You can trust me to shine a light on the nutritional bogeymen that most doctors warn you about — and to show you they’re not really that scary at all. I’ve done it with caffeine, butter, eggs, saturated fat, salt, and more. In fact, as I’ve shown, all of these “forbidden” foods are actually quite good for you.

And, in moderation, so is alcohol. But it’s not quite as straightforward as the others.

On the one hand, alcohol consumption has been linked with reduced cardiovascular disease risk. In fact, you’ve no doubt heard about the heart-health benefits of red wine — including its ability to protect your heart’s blood vessels, lower bad cholesterol, and safeguard against blood clots.

But those benefits aren’t enough for me to recommend red wine. Put simply, red wine just contains too much sugar. And sugar is the real nutritional bogeyman you need to stay away from.

Besides, other alcohols confer those same benefits without the sugar.

If that was the extent of the alcohol story, it would be easy enough to recommend it whole-heartedly. But unfortunately there’s a significant downside as well — especially when it’s used in excess.

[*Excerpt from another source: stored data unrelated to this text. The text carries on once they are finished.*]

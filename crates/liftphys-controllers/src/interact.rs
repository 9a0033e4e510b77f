use anyhow::{bail, Result};
use glam::Quat;
use serde::{Deserialize, Serialize};

use liftphys_articulation::{Joints, SpringJoint};
use liftphys_core::types::{Vec3, Velocity};
use liftphys_core::{BodyId, HolderId, JointId, LiftableId};
use liftphys_dynamics::{Bodies, Collider, ForceMode};
use liftphys_liftable::LiftableSet;
use liftphys_locomotion::MovementState;

use crate::rotation::{correction_torque, TrackingMode};

/// Interaction tuning. Serializable so scenes can supply it as data.
#[derive(Copy, Clone, Debug, Serialize, Deserialize)]
pub struct InteractParams {
    /// Layer held objects are moved to while carried, so they stop colliding
    /// with the holder carrying them.
    pub held_object_layer: i32,
    pub joint_spring: f32,
    pub joint_damper: f32,
    pub rotate_force: f32,
    pub rotate_damping: f32,
    pub deadband_deg: f32,
    pub throw_force: f32,
    pub tracking: TrackingMode,
}

impl Default for InteractParams {
    fn default() -> Self {
        Self {
            held_object_layer: 8,
            joint_spring: 1500.0,
            joint_damper: 100.0,
            rotate_force: 200.0,
            rotate_damping: 10.0,
            deadband_deg: 1.0,
            throw_force: 10.0,
            tracking: TrackingMode::Torque,
        }
    }
}

/// Sphere detection volume around the hand, holder-local.
#[derive(Copy, Clone, Debug)]
pub struct TriggerVolume {
    pub local_offset: Vec3,
    pub radius: f32,
}

/// Borrowed view of everything a controller mutates during orchestration.
/// The world assembles one per call; nothing here is retained.
pub struct HoldCtx<'a> {
    pub bodies: &'a mut Bodies,
    pub colliders: &'a mut [Collider],
    pub joints: &'a mut Joints,
    pub liftables: &'a mut LiftableSet,
    pub movement: &'a mut MovementState,
}

/// Builder so missing required collaborators (hand frame, trigger volume)
/// fail at construction instead of at first use.
#[derive(Default)]
pub struct InteractionControllerBuilder {
    holder: Option<HolderId>,
    body: Option<BodyId>,
    hand_local: Option<Vec3>,
    trigger: Option<TriggerVolume>,
    params: InteractParams,
}

impl InteractionControllerBuilder {
    pub fn new() -> Self { Self::default() }

    pub fn holder(mut self, h: HolderId) -> Self { self.holder = Some(h); self }
    pub fn body(mut self, b: BodyId) -> Self { self.body = Some(b); self }
    pub fn hand_local(mut self, p: Vec3) -> Self { self.hand_local = Some(p); self }
    pub fn trigger(mut self, t: TriggerVolume) -> Self { self.trigger = Some(t); self }
    pub fn params(mut self, p: InteractParams) -> Self { self.params = p; self }

    pub fn build(self) -> Result<InteractionController> {
        let Some(holder) = self.holder else { bail!("interaction controller: holder id missing") };
        let Some(body) = self.body else { bail!("interaction controller: holder body missing") };
        let Some(hand_local) = self.hand_local else {
            bail!("interaction controller: hand reference frame missing")
        };
        let Some(trigger) = self.trigger else {
            bail!("interaction controller: trigger volume missing")
        };
        if !(trigger.radius > 0.0) {
            bail!("interaction controller: trigger radius must be positive, got {}", trigger.radius);
        }
        if !hand_local.is_finite() {
            bail!("interaction controller: hand offset is not finite");
        }
        Ok(InteractionController {
            holder,
            body,
            hand_local,
            trigger,
            params: self.params,
            held: None,
            candidate: None,
            joint: None,
            interacting: false,
        })
    }
}

/// One holder's grab/hold/throw orchestration.
///
/// Holds at most one object regardless of how many holders that object
/// accepts. Invariants: `joint.is_some() == held.is_some()` (torque mode;
/// kinematic mode never creates a joint), and `candidate` is cleared the
/// moment something is held.
pub struct InteractionController {
    holder: HolderId,
    body: BodyId,
    hand_local: Vec3,
    trigger: TriggerVolume,
    params: InteractParams,
    held: Option<LiftableId>,
    candidate: Option<LiftableId>,
    joint: Option<JointId>,
    interacting: bool,
}

impl InteractionController {
    pub fn builder() -> InteractionControllerBuilder {
        InteractionControllerBuilder::new()
    }

    #[inline] pub fn holder(&self) -> HolderId { self.holder }
    #[inline] pub fn body(&self) -> BodyId { self.body }
    #[inline] pub fn held(&self) -> Option<LiftableId> { self.held }
    #[inline] pub fn candidate(&self) -> Option<LiftableId> { self.candidate }
    #[inline] pub fn joint(&self) -> Option<JointId> { self.joint }
    #[inline] pub fn trigger(&self) -> TriggerVolume { self.trigger }
    #[inline] pub fn params(&self) -> &InteractParams { &self.params }

    /// Candidate or held object, for highlighting.
    pub fn selected(&self) -> Option<LiftableId> {
        self.candidate.or(self.held)
    }

    /// World-space hand frame.
    pub fn hand_frame(&self, bodies: &Bodies) -> (Vec3, Quat) {
        let pose = bodies.pose(self.body.0);
        (pose.transform_point(self.hand_local), pose.rot)
    }

    /// World-space center of the detection volume.
    pub fn trigger_center(&self, bodies: &Bodies) -> Vec3 {
        bodies.pose(self.body.0).transform_point(self.trigger.local_offset)
    }

    // -------- candidate detection --------

    /// Overlap-enter: last object entered while idle wins; entering objects
    /// are ignored entirely while something is held.
    pub fn on_overlap_enter(&mut self, id: LiftableId) {
        if self.held.is_some() {
            return;
        }
        self.candidate = Some(id);
    }

    /// Overlap-exit clears the candidate only when it matches the leaver.
    pub fn on_overlap_exit(&mut self, id: LiftableId) {
        if self.candidate == Some(id) {
            self.candidate = None;
        }
    }

    // -------- input edge --------

    /// Feed the polled interact input. A rising edge toggles: drop-with-throw
    /// when holding, else pick up the current candidate. Falling edges do
    /// nothing (toggle-on-press, not press-and-hold).
    pub fn poll_interact(&mut self, pressed: bool, ctx: &mut HoldCtx<'_>) {
        if pressed == self.interacting {
            return;
        }
        self.interacting = pressed;
        if !pressed {
            return;
        }
        if self.held.is_some() {
            self.drop_held(true, ctx);
        } else if let Some(id) = self.candidate {
            self.pick_up(id, ctx);
        }
    }

    // -------- pickup / drop --------

    /// Commit `id` as the held object. Rejected when the object is at
    /// capacity or the reference has gone stale.
    pub fn pick_up(&mut self, id: LiftableId, ctx: &mut HoldCtx<'_>) -> bool {
        if self.held.is_some() {
            return false;
        }
        let Some(obj) = ctx.liftables.get_mut(id) else {
            self.candidate = None;
            return false;
        };
        if !obj.can_be_picked_up() {
            return false;
        }
        // anchor resolved against the pre-pickup state; membership changes
        // colliders' layers, not poses, so the order is free
        let obj_body = obj.body;
        let (hand_pos, _hand_rot) = self.hand_frame(ctx.bodies);
        let grab_world = obj.grab_point(hand_pos, ctx.bodies, ctx.colliders);
        if !obj.pick_up(self.holder, self.params.held_object_layer, ctx.bodies, ctx.colliders) {
            return false;
        }

        let penalty = obj.speed_penalty();
        let face = obj.force_face();

        if let TrackingMode::Torque = self.params.tracking {
            let anchor_b = ctx.bodies.pose(obj_body.0).inverse_transform_point(grab_world);
            self.joint = Some(ctx.joints.add(SpringJoint {
                a: self.body,
                b: obj_body,
                anchor_a: self.hand_local,
                anchor_b,
                spring: self.params.joint_spring,
                damper: self.params.joint_damper,
                rest: 0.0,
            }));
        }

        self.held = Some(id);
        self.candidate = None;
        ctx.movement.set(penalty, if face { Some(obj_body) } else { None });
        log::info!("{} grabbed {} (penalty {:.2}, face {})", self.holder, obj_body, penalty, face);
        true
    }

    /// Release the held object; `throw` adds holder momentum plus a forward
    /// impulse-equivalent velocity.
    pub fn drop_held(&mut self, throw: bool, ctx: &mut HoldCtx<'_>) {
        let Some(id) = self.held.take() else { return };
        if let Some(j) = self.joint.take() {
            ctx.joints.remove(j);
        }
        ctx.movement.neutral();

        let Some(obj) = ctx.liftables.get_mut(id) else {
            // object destroyed while held; joint and movement already reset
            return;
        };
        let obj_body = obj.body;
        obj.drop(self.holder, ctx.bodies, ctx.colliders);

        if throw {
            let holder_vel = ctx.bodies.vel(self.body.0).lin;
            let fwd = ctx.bodies.forward(self.body.0);
            let mut v = ctx.bodies.vel(obj_body.0);
            v.lin = holder_vel + fwd * self.params.throw_force;
            ctx.bodies.set_vel(obj_body.0, Velocity { lin: v.lin, ang: v.ang });
            log::info!("{} threw {} at {:?}", self.holder, obj_body, v.lin);
        } else {
            log::info!("{} released {}", self.holder, obj_body);
        }
    }

    /// Teleport path: unconditional release, no throw. Also the teardown path
    /// when the controller or held object is removed.
    pub fn force_drop(&mut self, ctx: &mut HoldCtx<'_>) {
        if self.held.is_some() {
            log::warn!("{} force-dropped held object (teleport/teardown)", self.holder);
            self.drop_held(false, ctx);
        }
    }

    // -------- per-tick tracking --------

    /// Runs once per fixed physics step while holding. Torque mode corrects
    /// rotation only (the spring joint owns position); kinematic mode smooths
    /// the whole pose toward the hand target and keeps velocities zeroed.
    pub fn fixed_tick(&mut self, ctx: &mut HoldCtx<'_>, dt: f32) {
        let Some(id) = self.held else { return };
        let Some(obj) = ctx.liftables.get(id) else {
            // stale held reference: tear down like an object-destroyed drop
            self.force_drop(ctx);
            return;
        };
        let obj_body = obj.body;
        let offset = obj.lift_dir_offset();
        let (hand_pos, hand_rot) = self.hand_frame(ctx.bodies);
        let target_rot = (hand_rot * offset).normalize();

        match self.params.tracking {
            TrackingMode::Torque => {
                let pose = ctx.bodies.pose(obj_body.0);
                let angvel = ctx.bodies.vel(obj_body.0).ang;
                if let Some(torque) = correction_torque(
                    pose.rot,
                    angvel,
                    target_rot,
                    self.params.rotate_force,
                    self.params.rotate_damping,
                    self.params.deadband_deg.to_radians(),
                ) {
                    ctx.bodies.apply_torque(obj_body.0, torque, ForceMode::Acceleration);
                }
            }
            TrackingMode::Kinematic { responsiveness } => {
                let mut pose = ctx.bodies.pose(obj_body.0);
                let t = (responsiveness * dt).clamp(0.0, 1.0);
                pose.pos = pose.pos.lerp(hand_pos, t);
                pose.rot = pose.rot.slerp(target_rot, t).normalize();
                ctx.bodies.set_pose(obj_body.0, pose);
                ctx.bodies.set_vel(obj_body.0, Velocity::default());
            }
        }
    }
}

Studies have shown that drinking too much alcohol increases all-cause mortality by a whopping 31% to 54%. And a recent literature review produced “strong evidence” that alcohol causes multiple cancer types.

So what’s the right answer? While the jury is still out, a new study does provide some solid advice on how to mitigate the risks of drinking. And the best part is that it’s something I have been championing for my entire career anyway: exercise.

Physical activity has already been linked to a significantly reduced risk for breast and colon cancer in multiple studies.

But this new study — an analysis of data from eight British population-based surveys — was the first to ask the question: Can exercise reverse the damage done by drinking? And the answer appears to be a resounding “yes.”

You know that link I mentioned between alcohol use and all-cause mortality? Well, the researchers found that was effectively wiped out when people exercised regularly. It was as if the damage had never even happened.

Not only that, the excess cancer mortality risk tied to alcohol intake was nearly nullified among regular exercisers.

To get to these findings, the researchers looked at data from more than 36,000 people. Drinkers, on average, reported consuming just over six drinks per week. But 13 percent of those surveyed fessed up to overindulging in alcohol — exceeding the weekly recommendation of no more than 14 drinks for women and 21 for men.

Now onto the exercise. More than a quarter of the participants were categorized as “inactive.” Another 39 percent landed on the lower side of the physical activity spectrum. The remainder — 23 percent — ranked at the high end of exercise recommendations. (But I think it’s important to note that this study’s definition of physical activity was pretty broad. It included activities like walking for any purpose, in addition to more structured exercise.)

The investigators confirmed that overindulging in alcohol is linked with both all-cause and cancer-related mortality. But when they took into account levels of exercise, they found that the more people exercised, the more their risks were reduced.

But here’s another interesting finding: Abstaining altogether didn’t lead to better outcomes. Having a drink once in a while appeared to confer a protective effect against both all-cause mortality and cardiovascular disease-related mortality — at least among people who met recommended activity levels.

Bottom line: If you’re going to drink, make sure you’re also engaging in regular physical activity. This is just another example of the far-reaching benefits of exercise.

Why this isn’t emphasized more is beyond me. But, once again, for the record: You don’t need to worry about butter or eggs or salt or even the occasional drink. But we SHOULD be concerned that we are living in a nation of couch potatoes.